Quasi metà delle nazioni più vulnerabili non ha ricevuto i fondi climatici
Secondo uno studio molte nazioni, dell’Africa e non solo, stanno avendo problemi ad accedere ai fondi a loro destinati per affrontare la crisi climatica. Quasi la metà delle nazioni più vulnerabili del Mondo non hanno potuto accedere ai fondi dei progetti di adattamento del Green Climate Fund delle Nazioni Unite. Nel continente africano 13 dei 30 stati non hanno ricevuto fondi per sostenere i progetti di adattamento climatico.
Il Green Climate Fund è il fondo più importante di questo genere: è stato istituito dall’UNFCCC per assistere i paesi in via di sviluppo nelle pratiche di adattamento e mitigazione ai cambiamenti climatici. I progetti di adattamento comprendono piantare alberi per fermare l’avanzata del deserto o costruire argini per evitare le alluvioni.
I Paesi in via di sviluppo sono quelli più colpiti dagli effetti del cambiamento climatico, e allo stesso tempo quelli che contribuiscono meno al riscaldamento globale. E il GCF è stato proprio pensato nell’ottica della giustizia climatica. Il fondo è stato istituito da 194 Paesi del Mondo per destinare ai Paesi più vulnerabili risorse che permettano loro di mettere in campo progetti di adattamento al cambiamento climatico. Con l’Accordo di Parigi si è deciso di destinare 100 miliardi di dollari alla finanza climatica entro il 2020, obiettivo che però probabilmente non raggiungeranno prima del 2023.
Più della metà degli Stati più vulnerabili non ha ricevuto i fondi del Green Climate Fund
Il Green Climate Fund ha destinato, come prima tranche, 5 miliardi di dollari tra il 2015 e il 2019, ma molti stati, quelli più vulnerabili, non sono ancora riusciti ad accedere al supporto, spiega Carbon Brief, per mancanza di risorse, dati e infrastrutture.

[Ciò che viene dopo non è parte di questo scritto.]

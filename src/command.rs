//! Parser for `rhobot try <file>` comments.

pub const SUBJECT: &str = "rhobot";
pub const VERB: &str = "try";

/// A build request extracted from a comment
#[derive(Debug, Clone, PartialEq, Eq)]
pub struct BuildCommand {
    pub subject: String,
    pub verb: String,
    pub argument: String,
}

/// Parses a comment body into a [`BuildCommand`].
///
/// The whole comment must be a single line of the form
/// `<subject> <verb> <argument>`, with subject and verb compared
/// case-insensitively. Any line break, even a trailing one, voids the
/// command. The argument keeps its internal whitespace.
///
/// Returns `None` when the comment is not a command.
pub fn parse_command(text: &str) -> Option<BuildCommand> {
    if text.contains(['\n', '\r']) {
        return None;
    }

    let (subject, rest) = split_first_word(text.trim())?;
    let (verb, argument) = split_first_word(rest)?;

    if argument.is_empty()
        || !subject.eq_ignore_ascii_case(SUBJECT)
        || !verb.eq_ignore_ascii_case(VERB)
    {
        return None;
    }

    Some(BuildCommand {
        subject: subject.to_string(),
        verb: verb.to_string(),
        argument: argument.to_string(),
    })
}

/// Splits at the first whitespace run, returning (word, rest without leading whitespace).
fn split_first_word(text: &str) -> Option<(&str, &str)> {
    let pos = text.find(char::is_whitespace)?;
    Some((&text[..pos], text[pos..].trim_start()))
}
use std::path::PathBuf;
use tracing_appender::non_blocking::{NonBlocking, WorkerGuard};
use tracing_appender::rolling::{RollingFileAppender, Rotation};
use tracing_subscriber::EnvFilter;
use tracing_subscriber::layer::SubscriberExt;
use tracing_subscriber::util::SubscriberInitExt;

use crate::error::RhobotError;

const DEFAULT_LOG_FILTER: &str = "info";
const LOG_FILE_PREFIX: &str = "rhobot";

/// Daily rolling log files under a directory
pub struct FileLogger {
    log_directory: PathBuf,
    rotation: Rotation,
}

impl FileLogger {
    pub fn new(log_directory: PathBuf) -> Self {
        Self {
            log_directory,
            rotation: Rotation::DAILY,
        }
    }

    pub fn with_rotation(mut self, rotation: Rotation) -> Self {
        self.rotation = rotation;
        self
    }

    /// The returned guard must live as long as logging is wanted; dropping it
    /// flushes and stops the background writer.
    pub fn setup_file_logging(&self) -> Result<(NonBlocking, WorkerGuard), RhobotError> {
        std::fs::create_dir_all(&self.log_directory).map_err(|e| {
            RhobotError::ConfigError(format!(
                "Failed to create log directory '{}': {}",
                self.log_directory.display(),
                e
            ))
        })?;

        let file_appender =
            RollingFileAppender::new(self.rotation.clone(), &self.log_directory, LOG_FILE_PREFIX);

        Ok(tracing_appender::non_blocking(file_appender))
    }
}

/// Console logging, plus file logging when `file_logger` is given.
///
/// The filter comes from `RUST_LOG`, defaulting to `info`.
pub fn setup_logging(file_logger: Option<&FileLogger>) -> Result<Option<WorkerGuard>, RhobotError> {
    let filter =
        EnvFilter::try_from_default_env().unwrap_or_else(|_| EnvFilter::new(DEFAULT_LOG_FILTER));

    match file_logger {
        Some(file_logger) => {
            let (file_writer, guard) = file_logger.setup_file_logging()?;
            tracing_subscriber::registry()
                .with(filter)
                .with(tracing_subscriber::fmt::layer()) // Console output
                .with(
                    tracing_subscriber::fmt::layer()
                        .with_writer(file_writer)
                        .with_ansi(false), // Disable ANSI colors for file logs
                )
                .init();
            Ok(Some(guard))
        }
        None => {
            tracing_subscriber::registry()
                .with(filter)
                .with(tracing_subscriber::fmt::layer())
                .init();
            Ok(None)
        }
    }
}
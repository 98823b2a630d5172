use axum::http::StatusCode;

/// GET /health/ - liveness probe, no side effects
pub async fn health() -> (StatusCode, &'static str) {
    (StatusCode::OK, "rhobot - healthy")
}
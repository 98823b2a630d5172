pub mod api;
pub mod cache;
pub mod command;
pub mod drone;
pub mod error;
pub mod github;
pub mod logging;
pub mod report;
pub mod utils;
pub mod webhook;

use drone::{BuildSystem, DroneServer, Pipeline};
use error::RhobotError;
use github::GitHubApi;
use serde::Deserialize;
use std::fmt;
use std::path::{Path, PathBuf};
use std::sync::Arc;
use std::time::Duration;

pub const DEFAULT_BIND_ADDRESS: &str = "0.0.0.0:9090";
pub const DEFAULT_SETTINGS_PATH: &str = "rhobot.toml";

/// Non-secret settings, read from an optional TOML file.
///
/// Every field has a default so the file can be omitted entirely.
#[derive(Debug, Deserialize, Clone, PartialEq)]
#[serde(default)]
pub struct Settings {
    /// Pipelines whose latest build is restarted on a push to `trigger_ref`, in order.
    pub push_pipelines: Vec<String>,
    /// Pipeline promoted by `rhobot try` comments.
    pub try_pipeline: String,
    /// Build event used to pick the build to promote.
    pub try_event: Option<String>,
    pub promote_target: String,
    pub trigger_ref: String,
    pub github_api_url: String,
    pub cache_capacity: usize,
    pub github_timeout_secs: u64,
    pub drone_timeout_secs: u64,
}

impl Default for Settings {
    fn default() -> Self {
        Self {
            push_pipelines: vec![
                "rchain/slow-cooking".to_string(),
                "rchain/perf-harness".to_string(),
            ],
            try_pipeline: "rchain/perf-harness".to_string(),
            try_event: Some("deployment".to_string()),
            promote_target: "custom_commit".to_string(),
            trigger_ref: "refs/heads/dev".to_string(),
            github_api_url: "https://api.github.com".to_string(),
            cache_capacity: 500,
            github_timeout_secs: 10,
            drone_timeout_secs: 120,
        }
    }
}

impl Settings {
    pub fn github_timeout(&self) -> Duration {
        Duration::from_secs(self.github_timeout_secs)
    }

    pub fn drone_timeout(&self) -> Duration {
        Duration::from_secs(self.drone_timeout_secs)
    }
}

/// Process-wide configuration, built once at startup and never mutated.
#[derive(Clone)]
pub struct Config {
    pub webhook_secret: String,
    pub github_token: String,
    pub drone_cmd: PathBuf,
    pub bind_address: String,
    pub push_pipelines: Vec<Pipeline>,
    pub try_pipeline: Pipeline,
    pub settings: Settings,
}

impl fmt::Debug for Config {
    fn fmt(&self, f: &mut fmt::Formatter<'_>) -> fmt::Result {
        f.debug_struct("Config")
            .field("drone_cmd", &self.drone_cmd)
            .field("bind_address", &self.bind_address)
            .field("push_pipelines", &self.push_pipelines)
            .field("try_pipeline", &self.try_pipeline)
            .field("settings", &self.settings)
            .finish_non_exhaustive()
    }
}

impl Config {
    /// Load configuration from the process environment.
    pub fn from_env() -> Result<Self, RhobotError> {
        Self::from_lookup(|key| std::env::var(key).ok())
    }

    /// Build configuration from an arbitrary variable source.
    ///
    /// Required variables are checked up front so a misconfigured process
    /// stops before it binds a socket.
    pub fn from_lookup<F>(lookup: F) -> Result<Self, RhobotError>
    where
        F: Fn(&str) -> Option<String>,
    {
        let required = |key: &str| {
            lookup(key)
                .filter(|v| !v.is_empty())
                .ok_or_else(|| RhobotError::ConfigError(format!("{} is not set", key)))
        };

        let webhook_secret = required("GITHUB_WEBHOOK_SECRET")?;
        let github_token = required("GITHUB_PERSONAL_TOKEN")?;
        let drone_cmd = PathBuf::from(required("DRONE_CMD")?);
        let push_server = DroneServer {
            url: required("DRONE_SERVER")?,
            token: required("DRONE_TOKEN")?,
        };

        let try_server = match (lookup("DRONE_TRY_SERVER"), lookup("DRONE_TRY_TOKEN")) {
            (Some(url), Some(token)) => DroneServer { url, token },
            (None, None) => push_server.clone(),
            _ => {
                return Err(RhobotError::ConfigError(
                    "DRONE_TRY_SERVER and DRONE_TRY_TOKEN must be set together".to_string(),
                ));
            }
        };

        let bind_address =
            lookup("BIND_ADDRESS").unwrap_or_else(|| DEFAULT_BIND_ADDRESS.to_string());
        let settings_path =
            lookup("RHOBOT_CONFIG").unwrap_or_else(|| DEFAULT_SETTINGS_PATH.to_string());
        let settings = load_settings(Path::new(&settings_path))?;

        Self::assemble(
            webhook_secret,
            github_token,
            drone_cmd,
            bind_address,
            push_server,
            try_server,
            settings,
        )
    }

    fn assemble(
        webhook_secret: String,
        github_token: String,
        drone_cmd: PathBuf,
        bind_address: String,
        push_server: DroneServer,
        try_server: DroneServer,
        settings: Settings,
    ) -> Result<Self, RhobotError> {
        if settings.push_pipelines.is_empty() {
            return Err(RhobotError::ConfigError(
                "push_pipelines must name at least one pipeline".to_string(),
            ));
        }
        if settings.cache_capacity == 0 {
            return Err(RhobotError::ConfigError(
                "cache_capacity must be greater than zero".to_string(),
            ));
        }

        let push_pipelines = settings
            .push_pipelines
            .iter()
            .map(|repository| Pipeline::new(repository, push_server.clone()))
            .collect();
        let try_pipeline = Pipeline::new(&settings.try_pipeline, try_server);

        Ok(Self {
            webhook_secret,
            github_token,
            drone_cmd,
            bind_address,
            push_pipelines,
            try_pipeline,
            settings,
        })
    }
}

/// Read the settings file, falling back to defaults when it does not exist.
pub fn load_settings(path: &Path) -> Result<Settings, RhobotError> {
    if !path.exists() {
        return Ok(Settings::default());
    }

    let content = std::fs::read_to_string(path).map_err(|e| {
        RhobotError::ConfigError(format!(
            "Failed to read settings file '{}': {}",
            path.display(),
            e
        ))
    })?;
    let settings = toml::from_str(&content)?;
    Ok(settings)
}

pub struct AppState {
    pub config: Config,
    pub github: Arc<dyn GitHubApi>,
    pub builds: Arc<dyn BuildSystem>,
}

pub type SharedState = Arc<AppState>;
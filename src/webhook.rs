//! Webhook related structures

use axum::body::Bytes;
use axum::http::HeaderMap;
use serde_json::Value;
use std::fmt;
use uuid::Uuid;

use crate::error::{Result, RhobotError};
use crate::utils::verify_github_signature;

pub const HEADER_EVENT: &str = "x-github-event";
pub const HEADER_DELIVERY: &str = "x-github-delivery";
pub const HEADER_SIGNATURE: &str = "x-hub-signature-256";

/// Event kind taken from the `X-GitHub-Event` header
#[derive(Debug, Clone, PartialEq, Eq)]
pub enum EventKind {
    Ping,
    Push,
    IssueComment,
    Other(String),
}

impl EventKind {
    pub fn from_header(value: &str) -> Self {
        match value {
            "ping" => Self::Ping,
            "push" => Self::Push,
            "issue_comment" => Self::IssueComment,
            other => Self::Other(other.to_string()),
        }
    }
}

impl fmt::Display for EventKind {
    fn fmt(&self, f: &mut fmt::Formatter<'_>) -> fmt::Result {
        match self {
            Self::Ping => f.write_str("ping"),
            Self::Push => f.write_str("push"),
            Self::IssueComment => f.write_str("issue_comment"),
            Self::Other(name) => f.write_str(name),
        }
    }
}

#[derive(Debug, Clone, PartialEq, Eq)]
pub enum CommentAction {
    Created,
    Edited,
    Deleted,
    Unknown(String),
}

impl CommentAction {
    fn parse(value: &str) -> Self {
        match value {
            "created" => Self::Created,
            "edited" => Self::Edited,
            "deleted" => Self::Deleted,
            other => Self::Unknown(other.to_string()),
        }
    }

    /// Only new or edited comments can carry a command.
    pub fn may_carry_command(&self) -> bool {
        matches!(self, Self::Created | Self::Edited)
    }
}

/// Repository coordinates on GitHub
#[derive(Debug, Clone, PartialEq, Eq)]
pub struct RepoId {
    pub owner: String,
    pub name: String,
}

impl fmt::Display for RepoId {
    fn fmt(&self, f: &mut fmt::Formatter<'_>) -> fmt::Result {
        write!(f, "{}/{}", self.owner, self.name)
    }
}

/// Fields of an `issue_comment` delivery
#[derive(Debug, Clone)]
pub struct IssueComment {
    pub action: CommentAction,
    pub body: String,
    pub commenter_login: String,
    pub repository: RepoId,
    pub issue_number: u64,
    /// API url of the pull request; absent when the comment is on a plain issue
    pub pull_request_url: Option<String>,
}

/// A verified, classified webhook delivery
#[derive(Debug, Clone)]
pub struct WebhookEvent {
    pub delivery_id: String,
    pub kind: EventKind,
    pub headers: HeaderMap,
    pub body: Bytes,
    pub git_ref: Option<String>,
    pub comment: Option<IssueComment>,
}

/// Checks the `X-Hub-Signature-256` header against the raw body.
///
/// Must run before anything in the body is looked at.
pub fn verify_delivery(headers: &HeaderMap, body: &[u8], secret: &str) -> Result<()> {
    let signature = headers
        .get(HEADER_SIGNATURE)
        .ok_or_else(|| RhobotError::Authentication("no signature header supplied".to_string()))?
        .to_str()
        .map_err(|_| RhobotError::Authentication("signature header is not ASCII".to_string()))?;

    if verify_github_signature(secret, body, signature) {
        Ok(())
    } else {
        Err(RhobotError::Authentication(
            "signature does not match payload".to_string(),
        ))
    }
}

/// Delivery id from `X-GitHub-Delivery`, or a fresh one so logs still correlate.
pub fn delivery_id(headers: &HeaderMap) -> String {
    headers
        .get(HEADER_DELIVERY)
        .and_then(|v| v.to_str().ok())
        .map(String::from)
        .unwrap_or_else(|| Uuid::now_v7().to_string())
}

impl WebhookEvent {
    /// Classify a verified delivery.
    ///
    /// Unknown event kinds are returned as [`EventKind::Other`]; a known kind
    /// with missing fields is a [`RhobotError::MalformedEvent`].
    pub fn classify(delivery_id: String, headers: HeaderMap, body: Bytes) -> Result<Self> {
        let kind = headers
            .get(HEADER_EVENT)
            .and_then(|v| v.to_str().ok())
            .map(EventKind::from_header)
            .unwrap_or_else(|| EventKind::Other(String::new()));

        let mut event = Self {
            delivery_id,
            kind,
            headers,
            body,
            git_ref: None,
            comment: None,
        };

        match event.kind {
            EventKind::Push => {
                let payload = event.payload("push")?;
                let git_ref = str_at(&payload, &["ref"])
                    .ok_or_else(|| RhobotError::malformed_event("push", "missing ref"))?;
                event.git_ref = Some(git_ref.to_string());
            }
            EventKind::IssueComment => {
                let payload = event.payload("issue_comment")?;
                event.comment = Some(parse_issue_comment(&payload)?);
            }
            EventKind::Ping | EventKind::Other(_) => {}
        }

        Ok(event)
    }

    fn payload(&self, event: &str) -> Result<Value> {
        serde_json::from_slice(&self.body)
            .map_err(|e| RhobotError::malformed_event(event, format!("invalid JSON body: {}", e)))
    }
}

fn parse_issue_comment(payload: &Value) -> Result<IssueComment> {
    let field = |path: &[&str]| {
        str_at(payload, path).ok_or_else(|| {
            RhobotError::malformed_event("issue_comment", format!("missing {}", path.join(".")))
        })
    };

    let action = CommentAction::parse(field(&["action"])?);
    let body = field(&["comment", "body"])?.to_string();
    let commenter_login = field(&["comment", "user", "login"])?.to_string();
    let repository = RepoId {
        owner: field(&["repository", "owner", "login"])?.to_string(),
        name: field(&["repository", "name"])?.to_string(),
    };
    let issue_number = payload
        .get("issue")
        .and_then(|i| i.get("number"))
        .and_then(Value::as_u64)
        .ok_or_else(|| RhobotError::malformed_event("issue_comment", "missing issue.number"))?;
    let pull_request_url = str_at(payload, &["issue", "pull_request", "url"]).map(String::from);

    Ok(IssueComment {
        action,
        body,
        commenter_login,
        repository,
        issue_number,
        pull_request_url,
    })
}

fn str_at<'a>(value: &'a Value, path: &[&str]) -> Option<&'a str> {
    path.iter()
        .try_fold(value, |v, key| v.get(*key))
        .and_then(Value::as_str)
}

Uno studio, pubblicato su Science Direct ha analizzato i 2,5 miliardi di dollari stanziati dal fondo tra il 2015 e il 2019 a 84 dei 154 Paesi che hanno i requisiti per riceverli. Lo studio ha scoperto che il 54% dei fondi della prima tranche è stato destinato alle piccole isole, ai Paesi LDC (Least Developed Country – Paesi meno sviluppati del Mondo) e Stati dell’Africa. Questo significa che il Green Climate Fund è riuscito a destinare almeno la metà dei fondi ai Paesi più vulnerabili.
Ma la categorizzazione degli Stati, e quindi la priorità di accesso ai finanziamenti, è ancora troppo vaga: tra questi gruppi ci sono Stati più ricchi e Stati più poveri, pensiamo al Sud Africa e alla Somalia, ad esempio.
Per questo gli autori dello studio hanno proposto di stabilire il grado di vulnerabilità in base a indici già esistenti, e hanno proposto una classifica delle Nazioni, dalla più alla meno vulnerabile rispetto alla crisi climatica.
Attraverso questa scala, lo studio ha dimostrato che 16 delle 37 Nazioni inserite tra le più vulnerabili al cambiamento climatico non hanno ricevuto alcun finanziamento dal Green Climate Fund. Tra loro ci sono Paesi interessati da conflitti armati, come l’Afghanistan e lo Yemen, e alcuni dei Paesi a minor reddito, come Burundi e Repubblica Centrafricana. Nel continente africano non hanno ricevuto fondi 13 dei 30 stati LDC.
Secondo Gaia Larsen, esperta di finanza climatica del World Resources Institute (WRI), alcune regolamentazioni, stabilite per evitare spese eccessive, sono troppo complesse stanno impedendo ad alcuni di accedere ai fondi.
Il programma “Readiness”, ossia di preparazione, è stato pensato proprio per questo problema e nell’arco di 4 anni ha raggiunto i 172 milioni di dollari. Secondo lo studio solo il 6% degli Stati che hanno ricevuto i finanziamenti sono riusciti ad ottenerli grazie alle istituzioni nazionali e all’intermediazione di enti internazionali. Se non altro gran parte delle Nazioni più vulnerabili ha ricevuto accesso ai fondi del programma Readiness, ma non Eritrea, Somalia e Yemen.
Dalla fine della ricerca il numero di Nazioni a cui è stato dato accesso ai finanziamenti è aumentato da 84 a 108, ma non ancora 5 degli stati africani LDC. Insomma, il processo è ancora lungo, e si spera che nel tempo gli stati più vulnerabili, e in già difficoltà, non vengano lasciati indietro.